Rumors that Acorda was considering a sale drove company stock up about 12 percent on Friday, Jan. 5, to hit $23.55.
Rumors that Acorda Therapeutics was considering a sale drove company stock up about 12 percent on Friday, Jan. 5, to hit $23.55. The Wall Street Journal reported that Acorda had brought in advisers to assist in exploring an auction.
The company has been struggling recently. On Nov. 15, 2017, the company reported it had halted enrollment in its Phase III clinical trial of tozadenant for Parkinson’s disease because of several patient deaths. A few days later it announced it was discontinuing clinical development of the drug altogether.
In both the Phase IIb study and the Phase III study, about 890 patients received tozadenant and 234 received placebo. There were five deaths out of seven patients with sepsis, all in the tozadenant group. Agranulocytosis is an absence of white blood cells, which are key immune cells. Four of the cases of sepsis were related to agranulocytosis, two had no white blood cell counts at the time of the event and one patient had a high white blood cell count.
This became a major problem for the company. Its primary source of revenue is Ampyra, which faces patent expiration this summer, depending on how the courts decide on a patent case. In March, a district court judge invalidated four out of five patents that cover Ampyra. Ampyra is prescribed to patients with multiple sclerosis (MS) to improve walking ability. The company has been unsuccessful in getting the drug approved for other indications. The single remaining patent expires in the middle of 2018.

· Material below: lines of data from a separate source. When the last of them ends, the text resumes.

#[cfg(test)]
mod tests {
    use super::*;
    use tempfile::TempDir;

    fn strings(args: &[&str]) -> Vec<String> {
        args.iter().map(|s| s.to_string()).collect()
    }

    #[test]
    fn test_pop_arg_separate_value() {
        let (rest, value) = pop_arg("-G", &strings(&["-DA=1", "-G", "Ninja", "-DB=2"]));
        assert_eq!(rest, strings(&["-DA=1", "-DB=2"]));
        assert_eq!(value.as_deref(), Some("Ninja"));
    }

    #[test]
    fn test_pop_arg_attached_and_equals() {
        let (rest, value) = pop_arg("-G", &strings(&["-GNinja"]));
        assert!(rest.is_empty());
        assert_eq!(value.as_deref(), Some("Ninja"));

        let (rest, value) = pop_arg("--config", &strings(&["--config=Debug", "-j4"]));
        assert_eq!(rest, strings(&["-j4"]));
        assert_eq!(value.as_deref(), Some("Debug"));
    }

    #[test]
    fn test_pop_arg_long_option_needs_exact_match() {
        let (rest, value) = pop_arg("--config", &strings(&["--configure"]));
        assert_eq!(rest, strings(&["--configure"]));
        assert!(value.is_none());
    }

    #[test]
    fn test_pop_arg_last_wins() {
        let (_, value) = pop_arg("-G", &strings(&["-G", "Ninja", "-G", "Unix Makefiles"]));
        assert_eq!(value.as_deref(), Some("Unix Makefiles"));
    }

    #[test]
    fn test_parse_cmake_version() {
        assert_eq!(
            parse_cmake_version("cmake version 3.27.4\n\nCMake suite maintained"),
            Some(Version::new(3, 27, 4))
        );
        assert_eq!(parse_cmake_version("cmake version 3.28.0-rc1"), Some(Version::new(3, 28, 0)));
        assert_eq!(parse_cmake_version("cmake3 version 3.10"), Some(Version::new(3, 10, 0)));
        assert_eq!(parse_cmake_version("garbage"), None);
    }

    #[test]
    fn test_missing_cmake_is_configuration_error() {
        let tmp = TempDir::new().unwrap();
        let err = CMaker::with_executable("/definitely/not/cmake", ProjectLayout::new(tmp.path()))
            .unwrap_err();

        let setup_err = err.downcast_ref::<SetupError>().unwrap();
        assert!(matches!(setup_err, SetupError::Configuration { .. }));
        assert!(setup_err.to_string().contains("Problem with the CMake installation"));
    }

    #[cfg(unix)]
    fn fake_cmake(dir: &Path, version: &str) -> PathBuf {
        use std::os::unix::fs::PermissionsExt;
        let path = dir.join("fake-cmake");
        std::fs::write(&path, format!("#!/bin/sh\necho 'cmake version {}'\n", version)).unwrap();
        std::fs::set_permissions(&path, std::fs::Permissions::from_mode(0o755)).unwrap();
        path
    }

    #[cfg(unix)]
    #[test]
    fn test_old_cmake_is_rejected() {
        let tmp = TempDir::new().unwrap();
        let cmake = fake_cmake(tmp.path(), "3.4.3");
        let err = CMaker::with_executable(cmake, ProjectLayout::new(tmp.path())).unwrap_err();
        assert!(err.to_string().contains("too old"));
    }

    #[cfg(unix)]
    #[test]
    fn test_bad_install_destinations_are_collected() {
        let tmp = TempDir::new().unwrap();
        let cmake = fake_cmake(tmp.path(), "3.27.4");
        let layout = ProjectLayout::new(tmp.path());
        layout.ensure_dirs().unwrap();

        let script = "\
file(INSTALL DESTINATION \"${CMAKE_INSTALL_PREFIX}/lib\" TYPE FILE FILES \"/src/good.so\")
  file(INSTALL DESTINATION \"/etc/outside\" TYPE FILE FILES \"/src/bad.txt\")
";
        let sub = layout.build_dir().join("sub");
        std::fs::create_dir_all(&sub).unwrap();
        std::fs::write(sub.join("cmake_install.cmake"), script).unwrap();
        std::fs::write(layout.build_dir().join("notes.txt"), script).unwrap();

        let cmaker = CMaker::with_executable(cmake, layout.clone()).unwrap();
        let err = cmaker.check_for_bad_installs().unwrap_err();

        match err.downcast_ref::<SetupError>() {
            Some(SetupError::BoundaryViolation { install_root, paths }) => {
                assert_eq!(install_root, &layout.install_dir());
                assert_eq!(paths, &vec!["/etc/outside/bad.txt".to_string()]);
            }
            other => panic!("unexpected error: {:?}", other),
        }
    }

    #[cfg(unix)]
    #[test]
    fn test_prefix_relative_installs_accepted_under_dotted_root() {
        let tmp = TempDir::new().unwrap();
        std::fs::create_dir_all(tmp.path().join("other")).unwrap();
        let cmake = fake_cmake(tmp.path(), "3.27.4");
        let layout = ProjectLayout::new(tmp.path().join("other/../proj"));
        layout.ensure_dirs().unwrap();
        std::fs::write(
            layout.build_dir().join("cmake_install.cmake"),
            "file(INSTALL DESTINATION \"${CMAKE_INSTALL_PREFIX}/lib\" TYPE FILE FILES \"/src/good.so\")\n",
        )
        .unwrap();

        let cmaker = CMaker::with_executable(cmake, layout).unwrap();
        cmaker.check_for_bad_installs().unwrap();
    }

    #[cfg(unix)]
    #[test]
    fn test_make_requires_build_dir() {
        let tmp = TempDir::new().unwrap();
        let cmake = fake_cmake(tmp.path(), "3.27.4");
        let cmaker = CMaker::with_executable(cmake, ProjectLayout::new(tmp.path())).unwrap();

        let err = cmaker.make(&[], "Release", "").unwrap_err();
        assert!(err.to_string().contains("does not exist"));
    }
}
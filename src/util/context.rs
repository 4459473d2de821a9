//! Global context for cmpack operations.
//!
//! Provides centralized access to the working directory, user-level paths
//! and the merged configuration.

use std::path::{Path, PathBuf};

use anyhow::{Context, Result};

use crate::core::errors::SetupError;
use crate::core::manifest::MANIFEST_NAME;
use crate::util::config::{self, Config};
use crate::util::diagnostic::suggestions;

/// Process-wide settings resolved once at startup.
#[derive(Debug, Clone)]
pub struct GlobalContext {
    /// Directory the tool was invoked from
    cwd: PathBuf,

    /// User-level cmpack directory (~/.cmpack)
    home: PathBuf,

    /// Verbose output requested
    verbose: bool,
}

impl GlobalContext {
    /// Create a new GlobalContext rooted at the current directory.
    pub fn new() -> Result<Self> {
        let cwd = std::env::current_dir().context("failed to get current directory")?;
        Ok(Self::with_cwd(cwd))
    }

    /// Create a GlobalContext with a specific working directory.
    pub fn with_cwd(cwd: PathBuf) -> Self {
        let home = config::global_config_dir().unwrap_or_else(|| PathBuf::from(".cmpack"));
        GlobalContext {
            cwd,
            home,
            verbose: false,
        }
    }

    /// Set verbose mode.
    pub fn set_verbose(&mut self, verbose: bool) {
        self.verbose = verbose;
    }

    /// Check if verbose mode is enabled.
    pub fn is_verbose(&self) -> bool {
        self.verbose
    }

    /// Get the current working directory.
    pub fn cwd(&self) -> &Path {
        &self.cwd
    }

    /// Get the cmpack home directory (~/.cmpack/).
    pub fn home(&self) -> &Path {
        &self.home
    }

    /// Get the global configuration file path.
    pub fn config_path(&self) -> PathBuf {
        self.home.join("config.toml")
    }

    /// Load the global config merged with the project's overrides.
    pub fn load_config(&self, project_root: &Path) -> Config {
        config::load_config(&self.config_path(), &config::project_config_path(project_root))
    }

    /// Find `Cmpack.toml` starting from cwd and searching upward.
    pub fn find_manifest(&self) -> Result<PathBuf, SetupError> {
        let mut current = self.cwd.clone();
        loop {
            let candidate = current.join(MANIFEST_NAME);
            if candidate.is_file() {
                return Ok(candidate);
            }
            if !current.pop() {
                return Err(SetupError::configuration(
                    format!(
                        "could not find `{}` in `{}` or any parent directory",
                        MANIFEST_NAME,
                        self.cwd.display()
                    ),
                    self.cwd.clone(),
                )
                .with_suggestion(suggestions::NO_MANIFEST));
            }
        }
    }
}

#[cfg(test)]
mod tests {
    use super::*;
    use tempfile::TempDir;

    #[test]
    fn test_find_manifest_upward() {
        let tmp = TempDir::new().unwrap();
        let manifest = tmp.path().join(MANIFEST_NAME);
        std::fs::write(&manifest, "[setup]\n").unwrap();
        let nested = tmp.path().join("a/b");
        std::fs::create_dir_all(&nested).unwrap();

        let ctx = GlobalContext::with_cwd(nested);
        assert_eq!(ctx.find_manifest().ok(), Some(manifest));
    }

    #[test]
    fn test_find_manifest_missing() {
        let tmp = TempDir::new().unwrap();
        let ctx = GlobalContext::with_cwd(tmp.path().to_path_buf());

        let err = ctx.find_manifest().unwrap_err();
        assert!(matches!(err, SetupError::Configuration { .. }));
    }

    #[test]
    fn test_config_path_under_home() {
        let ctx = GlobalContext::with_cwd(PathBuf::from("/work"));
        assert!(ctx.config_path().ends_with("config.toml"));
        assert!(ctx.home().to_string_lossy().contains("cmpack"));
    }
}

John Carroll, with Endpoints News, writes, “The initial plan was to hustle the levodopa drug CVT-301 and positive Phase III data to regulators, looking for an approval that would allow for the seamless switch to a new lead therapy. But that path was temporarily blocked by regulators who kicked back the application, asking for Acorda to fill in some blanks. Now Cohen and the team, who strongly resisted a push to the sales block last year, may see a sale and a handoff as the best new strategy for 2018.”
On Dec. 7, 2017, the company resubmitted a New Drug Application (NDA) for Inbrija to the U.S. Food and Drug Administration (FDA) for symptoms of OFF periods in Parkinson’s patients taking a carbidopa/levodopa regimen. The resubmission dealt with two problems raised in a previous rejection.
Today, the company released information at the J.P. Morgan Healthcare Conference regarding 2017 Ampyra sales and provided financial guidance for 2018. In the fourth quarter, Ampyra had net sales of $166 million, totaling net sales of $542 million for the year. Its cash and cash equivalents at the end of the year were $300 million. The company’s expected sales of Ampyra for 2018 are $330 to $350 million. And the company expects combined 2018 research-and-development and SG&A non-GAAP operating expenses of $270 to $290 million, which if the math is correct, will have the company remain solvent, if not dramatically profitable. It projects a cash balance by the end of 2018 to be $300 million.
“In response to the challenges we faced in 2017, we streamlined Acorda to focus on our most important and valuable initiatives,” Ron Cohen, Acorda’s president and chief executive officer, said in a statement. “Based on the Company’s proven track record of commercial success in the specialty neurology space, an NDA submitted for a major product and a continued commitment to fiscal responsibility, 2018 will be a transformative year for Acorda.”
Cohen went on to say, “We are preparing for potential approval and launch of Inbrija, our investigational inhaled levodopa treatment for symptoms of OFF periods in people with Parkinson’s disease taking carbidopa/levodopa. We look forward to working with the FDA during the NDA review process, and to bringing this new treatment option to the PD community to help address an important unmet need. Based on our continued market research we have increased our projection for Inbrija’s U.S. market opportunity to greater than $800 million.”